High Demand Jobs
This week brings our second guest post from Don Shilling. He talks about the not-so-glamorous world of high demand jobs. Don was born to this industry. In his own words:
I grew up in a construction family and worked for my Dad several summers during and after high school. Then while working on my degree at North Dakota State University I was hired by a construction equipment dealership. I started in their service department part time until I finished college. Then full-time service employment for a couple of years then transitioned into sales management. During the recession of the early 1980’s myself and three other managers started General Equipment & Supplies, Inc.
First as Sales Manager and eventually as President we grew our business from one location and 20 employees to 10 locations in four states and two Canadian Provinces and over 250 employees. Along the way we developed relationships with area Technical Colleges and created a College Tuition Reimbursement Program where today we Recruit a handful of new technicians annually into that program. Our company has also developed two Department of Labor Certified Apprenticeship Programs to fill hard to find skilled positions. I am currently semi-retired as Chairman of the Board.
High Demand Jobs
In my initial blog I discussed the fact that we need to be able to find good people and then train them. This seems simple enough, except what the Workforce Development Council defines as “High Demand Jobs” typically are not considered glamorous. High Demand Jobs don’t get a lot of attention when our youth are exploring their future careers.
Why is that? We find it easy to blame our educational system and all the College promotional materials out there that tout the excitement of degrees in computing or high tech. But, as they say, maybe it is time to look in the mirror if you want to lay blame. The “High Demand Jobs” are typically tied to industries who have allowed this to happen. Owners and managers within these industries have not taken the time to engage the educational system and demand equal time with our youth as they select their career options.

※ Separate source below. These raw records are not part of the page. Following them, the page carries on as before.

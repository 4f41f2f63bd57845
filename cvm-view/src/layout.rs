//! Page layout: DOM ids, container sizes and chart margins.

/// Element holding the tooltip text.
pub const TOOLTIP_ID: &str = "tooltip";
/// Container whose rendered size determines the chart drawing area.
pub const LINE_CHART_ID: &str = "line-chart";

/// Map svg size.
pub const MAP_WIDTH: f64 = 800.0;
pub const MAP_HEIGHT: f64 = 550.0;

/// Used when the chart container cannot be measured.
pub const DEFAULT_CONTAINER: ContainerSize = ContainerSize {
    width: 800.0,
    height: 450.0,
};

#[derive(Debug, Clone, Copy, PartialEq)]
pub struct Margin {
    pub top: f64,
    pub right: f64,
    pub bottom: f64,
    pub left: f64,
}

/// Space around the chart for the axes.
pub const CHART_MARGIN: Margin = Margin {
    top: 20.0,
    right: 20.0,
    bottom: 50.0,
    left: 70.0,
};

/// Rendered size of a container element, in CSS pixels.
#[derive(Debug, Clone, Copy, PartialEq)]
pub struct ContainerSize {
    pub width: f64,
    pub height: f64,
}

/// Inner drawing area of the chart: the container minus the margins.
#[derive(Debug, Clone, Copy, PartialEq)]
pub struct ChartArea {
    pub width: f64,
    pub height: f64,
    pub margin: Margin,
}

impl ChartArea {
    pub fn from_container(container: ContainerSize, margin: Margin) -> Self {
        Self {
            width: (container.width - margin.left - margin.right).max(0.0),
            height: (container.height - margin.top - margin.bottom).max(0.0),
            margin,
        }
    }

    /// Full width including margins.
    pub fn outer_width(&self) -> f64 {
        self.width + self.margin.left + self.margin.right
    }

    /// Full height including margins.
    pub fn outer_height(&self) -> f64 {
        self.height + self.margin.top + self.margin.bottom
    }
}

/// Parse a computed CSS length such as "845.5px" the way `parseInt` does:
/// leading integer digits only.
pub fn parse_px(value: &str) -> Option<f64> {
    let value = value.trim();
    let (sign, digits) = match value.strip_prefix('-') {
        Some(rest) => (-1.0, rest),
        None => (1.0, value),
    };
    let end = digits
        .find(|c: char| !c.is_ascii_digit())
        .unwrap_or(digits.len());
    digits[..end].parse::<f64>().ok().map(|v| sign * v)
}

#[cfg(test)]
mod tests {
    use super::*;

    #[test]
    fn test_chart_area_subtracts_margins() {
        let area = ChartArea::from_container(
            ContainerSize {
                width: 800.0,
                height: 450.0,
            },
            CHART_MARGIN,
        );
        assert_eq!(area.width, 710.0);
        assert_eq!(area.height, 380.0);
        assert_eq!(area.outer_width(), 800.0);
        assert_eq!(area.outer_height(), 450.0);
    }

    #[test]
    fn test_chart_area_never_negative() {
        let area = ChartArea::from_container(
            ContainerSize {
                width: 50.0,
                height: 10.0,
            },
            CHART_MARGIN,
        );
        assert_eq!(area.width, 0.0);
        assert_eq!(area.height, 0.0);
    }

    #[test]
    fn test_parse_px() {
        assert_eq!(parse_px("845.5px"), Some(845.0));
        assert_eq!(parse_px("400px"), Some(400.0));
        assert_eq!(parse_px(" 12 "), Some(12.0));
        assert_eq!(parse_px("-3px"), Some(-3.0));
        assert_eq!(parse_px("auto"), None);
        assert_eq!(parse_px(""), None);
    }
}
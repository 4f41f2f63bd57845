//! The world map svg with hover and click handlers on the countries.

use super::svg::{static_node, PathAttrs};
use crate::state::UiState;
use cvm_view::layout::{MAP_HEIGHT, MAP_WIDTH};
use cvm_view::map_view::is_country_path;
use cvm_view::surface::{Element as SceneElement, PathElement};
use cvm_view::Layer;
use dioxus::prelude::*;

#[derive(Props, Clone, PartialEq)]
pub struct MapPanelProps {
    /// Called with the id of a clicked country.
    pub on_select: EventHandler<String>,
}

/// Renders the map layer. Hover on any country updates the tooltip through
/// the map view; clicks on keyed countries are handed to `on_select`.
#[component]
pub fn MapPanel(props: MapPanelProps) -> Element {
    let ui = use_context::<UiState>();
    // hover writes go to `hover_scene`, so this only changes on redraw or selection
    let content = use_memo(move || ui.map_scene.read().layer(Layer::Map).cloned());
    let on_select = props.on_select;
    let map_id = Layer::Map.dom_id();

    let Some(content) = content() else {
        return rsx! {
            svg { id: "{map_id}", width: "{MAP_WIDTH}", height: "{MAP_HEIGHT}" }
        };
    };
    let (width, height) = content
        .frame
        .map_or((MAP_WIDTH, MAP_HEIGHT), |f| (f.width, f.height));

    rsx! {
        svg {
            id: "{map_id}",
            width: "{width}",
            height: "{height}",
            {content.elements.iter().map(|element| match element {
                SceneElement::Path(p) if is_country_path(p) => country_node(p, ui, on_select),
                other => static_node(other),
            })}
        }
    }
}

fn country_node(shape: &PathElement, mut ui: UiState, on_select: EventHandler<String>) -> Element {
    let attrs = PathAttrs::from(shape);
    let id = shape.dom_id().map(str::to_string);
    let enter_id = shape.key.clone().unwrap_or_default();
    let click_id = id.clone();

    rsx! {
        path {
            id: id,
            class: "{attrs.class}",
            d: "{attrs.d}",
            fill: "{attrs.fill}",
            stroke: "{attrs.stroke}",
            stroke_width: "{attrs.stroke_width}",
            onmouseenter: move |_| {
                if let Some(map) = ui.map_view.read().as_ref() {
                    map.on_pointer_enter(&mut *ui.hover_scene.write(), &enter_id);
                }
            },
            onmousemove: move |evt: MouseEvent| {
                let point = evt.page_coordinates();
                if let Some(map) = ui.map_view.read().as_ref() {
                    map.on_pointer_move(&mut *ui.hover_scene.write(), point.x, point.y);
                }
            },
            onmouseleave: move |_| {
                if let Some(map) = ui.map_view.read().as_ref() {
                    map.on_pointer_leave(&mut *ui.hover_scene.write());
                }
            },
            onclick: move |_| {
                if let Some(id) = click_id.clone() {
                    on_select.call(id);
                }
            },
        }
    }
}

How Do Young People Discover Us If We Don’t Tell Them We Are Here?!
However, thanks to the Pandemic . . . maybe, just maybe, we have reached a time where we can turn that corner. What we have found in our local Workforce Development Council is the jobs that were lost during the Pandemic were tied to people who are perhaps under-skilled. In some cases, these were people who made employment choices early in their careers that were not focused on these high demand employment positions. In fact, most of the jobs that were considered “essential” during the Pandemic are also on the “High Demand Jobs” lists. Perhaps with only a little additional skills training we can help the now under-employed find a stable career that is also considered “essential”.
Industry needs to react to this immediately! As Ron Slee says at the end of each blog, “the time is now,” especially for all of us who employ people in these “high demand jobs.” It is time for us to pull together to support the Career and Technical Education sector as it begins the process of re-tooling our unemployed or under-employed.
By support, I mean something very simple: you need to get involved. Perhaps you can start an apprenticeship program, or connect with your local Career and Technical Education system and see what they might need to start a program that would benefit your labor shortage areas. You can work at recruiting our youth and consider helping the right candidates with educational expenses. Bring them into your businesses and show them opportunities they might have never imagined. Let’s get started! You are going to like what you see in the mirror when you do.